Poet Edgar Kunz reads from his debut full-length collection, alongside local poet Shubha Sunder.
"Charts the gritty, physical terrain of blue-collar masculinity."--New York Times New & Noteworthy
“Kunz arrives with real poetic talent.”--The Millions, “Must Read Poetry”
"[A] gritty, insightful debut." --Washington Post
Approach these poems as short stories, plainspoken lyric essays, controlled arcs of a bildungsroman, then again as narrative verse. Tap Out, Edgar Kunz’s debut collection, reckons with his working‑poor heritage. Within are poignant, troubling portraits of blue‑collar lives, mental health in contemporary America, and what is conveyed and passed on through touch and words--violent, or simply absent.
Yet Kunz’s verses are unsentimental, visceral, sprawling between oxys and Bitcoin, crossing the country restlessly. They grapple with the shame and guilt of choosing to leave the culture Kunz was born and raised in, the identity crises caused by class mobility. They pull the reader close, alternating fierce whispers and proud shouts about what working hands are capable of and the different ways a mind and body can leave a life they can no longer endure. This hungry new voice asks: after you make the choice to leave, what is left behind, what can you make of it, and at what cost?

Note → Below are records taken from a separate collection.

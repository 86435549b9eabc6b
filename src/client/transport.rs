//! Transport request/response types and the transport trait.

use std::sync::Arc;

use serde_json::Value;
use thiserror::Error;
use tokio_util::sync::CancellationToken;

use super::RequestMethod;
use crate::params::{Headers, Params};

/// A request as handed to a [`Transport`].
///
/// Built by the pipeline from a [`RequestConfig`](super::RequestConfig):
/// placeholders are already substituted, query parameters and headers are
/// private copies, and the payload is shared with the originating config.
#[derive(Debug, Clone)]
pub struct TransportRequest {
    /// HTTP method
    pub method: RequestMethod,
    /// Concrete path or absolute URL
    pub url: String,
    /// Query string parameters (null values are skipped by transports)
    pub params: Params,
    /// Payload shared with the originating config
    pub data: Option<Arc<Value>>,
    /// Request headers
    pub headers: Headers,
    /// Timeout in milliseconds, always finite when present
    pub timeout: Option<f64>,
    /// Signal fired when the consumer cancels the call
    pub signal: CancellationToken,
}

/// A reply received by a [`Transport`].
#[derive(Debug, Clone, PartialEq)]
pub struct TransportResponse {
    /// HTTP status code
    pub status: http::StatusCode,
    /// Response headers
    pub headers: http::HeaderMap,
    /// Decoded body
    pub data: Value,
}

impl TransportResponse {
    /// Creates a new transport response.
    #[must_use]
    pub const fn new(status: http::StatusCode, headers: http::HeaderMap, data: Value) -> Self {
        Self {
            status,
            headers,
            data,
        }
    }

    /// Returns true if the status code indicates success (2xx).
    #[must_use]
    pub fn is_success(&self) -> bool {
        self.status.is_success()
    }
}

/// Error type for transport operations.
///
/// Describes what went wrong without dictating recovery strategy.
#[derive(Debug, Error)]
pub enum TransportError {
    /// The call was aborted through its cancellation signal.
    ///
    /// Never surfaced to consumers; the pipeline completes without a value.
    #[error("Request cancelled")]
    Cancelled,

    /// The transport issued the request and it failed.
    ///
    /// Covers timeouts, connection failures, and non-2xx replies (with
    /// `response` attached). The pipeline normalizes this into a
    /// [`ClientError`](super::ClientError).
    #[error("{message}")]
    Request {
        /// Human-readable description
        message: String,
        /// Transport-level error code, e.g. `ECONNABORTED`
        code: Option<String>,
        /// The reply, if one was received
        response: Option<TransportResponse>,
    },

    /// A failure outside the request itself, such as an unusable URL.
    ///
    /// Propagated to consumers unmodified.
    #[error(transparent)]
    Other(Box<dyn std::error::Error + Send + Sync>),
}

impl TransportError {
    /// Returns true if this error reports a cancelled call.
    #[must_use]
    pub const fn is_cancellation(&self) -> bool {
        matches!(self, Self::Cancelled)
    }

    /// Creates a [`TransportError::Request`] without code or response.
    #[must_use]
    pub fn request(message: impl Into<String>) -> Self {
        Self::Request {
            message: message.into(),
            code: None,
            response: None,
        }
    }

    /// Creates a [`TransportError::Other`] from any error.
    #[must_use]
    pub fn other(source: impl Into<Box<dyn std::error::Error + Send + Sync>>) -> Self {
        Self::Other(source.into())
    }
}

/// Trait for performing HTTP requests.
///
/// # Design
///
/// This trait abstracts the HTTP library, enabling:
/// - Dependency injection for testing with mock transports
/// - Swapping HTTP libraries without changing calling code
///
/// Implementations must be safe for concurrent use: independent calls
/// share one transport instance.
///
/// # Example
///
/// ```ignore
/// use reqflow::client::{Transport, TransportError, TransportRequest, TransportResponse};
///
/// struct Canned(TransportResponse);
///
/// impl Transport for Canned {
///     async fn request(&self, _req: TransportRequest) -> Result<TransportResponse, TransportError> {
///         Ok(self.0.clone())
///     }
/// }
/// ```
pub trait Transport: Send + Sync + 'static {
    /// Sends a request and returns the reply.
    ///
    /// Implementations should watch `req.signal` and return
    /// [`TransportError::Cancelled`] once it fires.
    ///
    /// # Errors
    ///
    /// Returns [`TransportError`] when:
    /// - The call was cancelled ([`TransportError::Cancelled`])
    /// - The request failed or the reply was not 2xx ([`TransportError::Request`])
    /// - The request could not be built ([`TransportError::Other`])
    fn request(
        &self,
        req: TransportRequest,
    ) -> impl std::future::Future<Output = Result<TransportResponse, TransportError>> + Send;

    /// Asks the transport to abort the call that owns `signal`.
    ///
    /// Advisory: the transport decides how quickly the call stops.
    fn cancel(&self, signal: &CancellationToken) {
        signal.cancel();
    }
}

impl<T: Transport> Transport for Arc<T> {
    async fn request(&self, req: TransportRequest) -> Result<TransportResponse, TransportError> {
        (**self).request(req).await
    }

    fn cancel(&self, signal: &CancellationToken) {
        (**self).cancel(signal);
    }
}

Edgar Kunz was born and raised in New England. His work has been supported by the National Endowment for the Arts, the Academy of American Poets, the MacDowell Colony, Vanderbilt University, and Stanford University, where he was a Wallace Stegner Fellow. He lives in Baltimore, Maryland, where he teaches at Goucher College and in the MFA program at Salve Regina University.
Shubha Sunder grew up in Bangalore, India, and presently lives in Jamaica Plain. Her writing has appeared in Lenny Letter, Crazyhorse, Narrative Magazine, Michigan Quarterly Review, The Bare Life Review, and elsewhere. She is the recipient of a Massachusetts Cultural Council Fellowship, and she teaches at GrubStreet.